Aleš Lombergar

let the distance above the BOTTOM of the window be x, for now. (later, we’ll call it the midpoint of the window)

x = v(i)*t + 1/2at^2
where a = acceleration due to gravity = 10 m/sec^2
v(i) = initial velocity = 0 m/sec (it was dropped, not thrown)

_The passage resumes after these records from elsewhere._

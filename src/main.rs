use clap::{CommandFactory, Parser, Subcommand};
use clap_complete::{generate, Shell};
use std::io;
use std::path::PathBuf;
use tracing_subscriber::{
    layer::SubscriberExt, reload, util::SubscriberInitExt, EnvFilter, Registry,
};

mod api;
mod cli;
mod core;
mod host;
mod poller;

use crate::core::models::{OutputFormat, TaskQuery};
use crate::core::settings::Settings;

#[derive(Parser)]
#[command(name = "pagemail")]
#[command(author, version, about = "Submit and watch PageMail web page captures")]
struct Cli {
    /// Log at debug level regardless of config
    #[arg(short, long, global = true)]
    verbose: bool,

    #[command(subcommand)]
    command: Commands,
}

#[derive(Subcommand)]
enum Commands {
    /// List capture tasks
    List {
        /// Only show tasks with this status
        #[arg(long)]
        status: Option<String>,

        /// Page number
        #[arg(long)]
        page: Option<u32>,

        /// Tasks per page
        #[arg(long)]
        limit: Option<u32>,

        /// Keep polling and reprint on change
        #[arg(short, long)]
        watch: bool,

        /// Output as JSON
        #[arg(long)]
        json: bool,
    },

    /// Show one capture task
    Show {
        id: String,

        /// Keep polling until the task completes or fails
        #[arg(short, long)]
        watch: bool,

        /// Output as JSON
        #[arg(long)]
        json: bool,
    },

    /// Submit a URL for capture
    Submit {
        url: String,

        /// Output format; repeat for several (default: pdf)
        #[arg(short, long = "format", value_enum)]
        formats: Vec<OutputFormat>,

        /// Cookie header to send when loading the page
        #[arg(long)]
        cookies: Option<String>,

        /// Deliver results to this email delivery ID
        #[arg(long, conflicts_with = "deliver_webhook")]
        deliver_email: Option<String>,

        /// Deliver results to this webhook delivery ID
        #[arg(long)]
        deliver_webhook: Option<String>,

        /// Watch the task until it completes or fails
        #[arg(short, long)]
        watch: bool,

        /// Output as JSON
        #[arg(long)]
        json: bool,
    },

    /// Queue a failed capture task again
    Retry { id: String },

    /// Delete a capture task
    Delete { id: String },

    /// Download the captured files of a task
    Download {
        id: String,

        /// Only download this format
        #[arg(short, long, value_enum)]
        format: Option<OutputFormat>,

        /// Directory to save into
        #[arg(short, long, default_value = ".")]
        output: PathBuf,
    },

    /// Generate shell completions
    Completions {
        /// Shell to generate completions for
        #[arg(value_enum)]
        shell: Shell,
    },
}

type FilterHandle = reload::Handle<EnvFilter, Registry>;

fn log_filter(debug: bool) -> EnvFilter {
    let default_level = if debug { "debug" } else { "info" };
    EnvFilter::try_from_default_env().unwrap_or_else(|_| EnvFilter::new(default_level))
}

fn init_logging(debug: bool) -> FilterHandle {
    let (filter, handle) = reload::Layer::new(log_filter(debug));

    tracing_subscriber::registry()
        .with(filter)
        .with(tracing_subscriber::fmt::layer().with_writer(io::stderr))
        .init();

    handle
}

/// Raises the level to debug when the config asks for it, unless `RUST_LOG`
/// or `--verbose` already decided.
fn apply_debug(filter: &FilterHandle, settings: &Settings, verbose: bool) {
    if !settings.debug || verbose || std::env::var_os(EnvFilter::DEFAULT_ENV).is_some() {
        return;
    }
    if let Err(e) = filter.reload(EnvFilter::new("debug")) {
        tracing::warn!(error = %e, "Failed to raise log level");
    }
}

#[tokio::main]
async fn main() -> anyhow::Result<()> {
    let cli = Cli::parse();

    if let Commands::Completions { shell } = cli.command {
        let mut cmd = Cli::command();
        let name = cmd.get_name().to_string();
        generate(shell, &mut cmd, name, &mut io::stdout());
        return Ok(());
    }

    let filter = init_logging(cli.verbose);
    let settings = Settings::load()?;
    apply_debug(&filter, &settings, cli.verbose);
    tracing::debug!(
        path = ?Settings::config_path(),
        base_url = %settings.api.base_url,
        "Settings loaded"
    );

    match cli.command {
        Commands::List {
            status,
            page,
            limit,
            watch,
            json,
        } => {
            let query = TaskQuery {
                page,
                limit,
                status,
            };
            cli::list::run(&settings, query, watch, json).await
        }
        Commands::Show { id, watch, json } => cli::show::run(&settings, id, watch, json).await,
        Commands::Submit {
            url,
            formats,
            cookies,
            deliver_email,
            deliver_webhook,
            watch,
            json,
        } => {
            let submission = cli::submit::Submission {
                url,
                formats,
                cookies,
                deliver_email,
                deliver_webhook,
            };
            cli::submit::run(&settings, submission, watch, json).await
        }
        Commands::Retry { id } => cli::retry::run(&settings, id).await,
        Commands::Delete { id } => cli::delete::run(&settings, id).await,
        Commands::Download { id, format, output } => {
            cli::download::run(&settings, id, format, output).await
        }
        Commands::Completions { .. } => Ok(()),
    }
}

#[cfg(test)]
mod tests {
    use super::*;
    use std::io::Write;
    use std::sync::{Arc, Mutex};

    #[derive(Clone, Default)]
    struct Captured(Arc<Mutex<Vec<u8>>>);

    impl Write for Captured {
        fn write(&mut self, buf: &[u8]) -> io::Result<usize> {
            self.0.lock().unwrap().extend_from_slice(buf);
            Ok(buf.len())
        }

        fn flush(&mut self) -> io::Result<()> {
            Ok(())
        }
    }

    #[test]
    fn test_config_events_logged_and_debug_applied() {
        let captured = Captured::default();
        let (filter, handle) = reload::Layer::new(EnvFilter::new("info"));
        let writer = captured.clone();
        let subscriber = tracing_subscriber::registry().with(filter).with(
            tracing_subscriber::fmt::layer()
                .with_ansi(false)
                .with_writer(move || writer.clone()),
        );

        tracing::subscriber::with_default(subscriber, || {
            let dir = tempfile::tempdir().unwrap();
            let mut settings = Settings::load_from(&dir.path().join("config.toml")).unwrap();
            tracing::debug!("before config debug");

            settings.debug = true;
            apply_debug(&handle, &settings, false);
            tracing::debug!("after config debug");
        });

        let output = String::from_utf8(captured.0.lock().unwrap().clone()).unwrap();
        assert!(output.contains("Config file not found, using defaults"));
        assert!(!output.contains("before config debug"));
        if std::env::var_os(EnvFilter::DEFAULT_ENV).is_none() {
            assert!(output.contains("after config debug"));
        }
    }
}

the average velocity (v) in the latest interval of interest,
is 2.00 meter/ 0.200 sec = 10 meters/sec.

v = 1/2 a t
10 m/sec = 1/2 * 10 m/sec^2 * t
solve for t
t = 10 m/sec / 1/2 / 10 m/sec^2
t = 2 sec
the average velocity was when the monitor was midway
past the window, 1 meter from its top, 1 meter from its bottom.
and we know it took 2 seconds to get there.
we can solve for x where x is the distance to that midway point in the mirror, where we were at 10m/sec velocity
x = 1/2 a t^2
x = 1/2 (10m/sec^2)((2 sec) ^ 2))
x = 5*4 m
x = 20 meters, above the middle of the window
window is 2.00 m top to bottom
so the monitor was dropped 20m-(1/2*2m) =
19 meters above the top of the window.

This may not be the most direct method to get your answer, and I may have made some calculation errors.
So you’ll need to DOUBLE CHECK all the formulae, calculations and assumptions.

My disclaimer: it’s been 35 years since I’ve taken any math or physics course. Anyhow, this is my story, and I’m sticking to it.

I hope you find some of this helpful.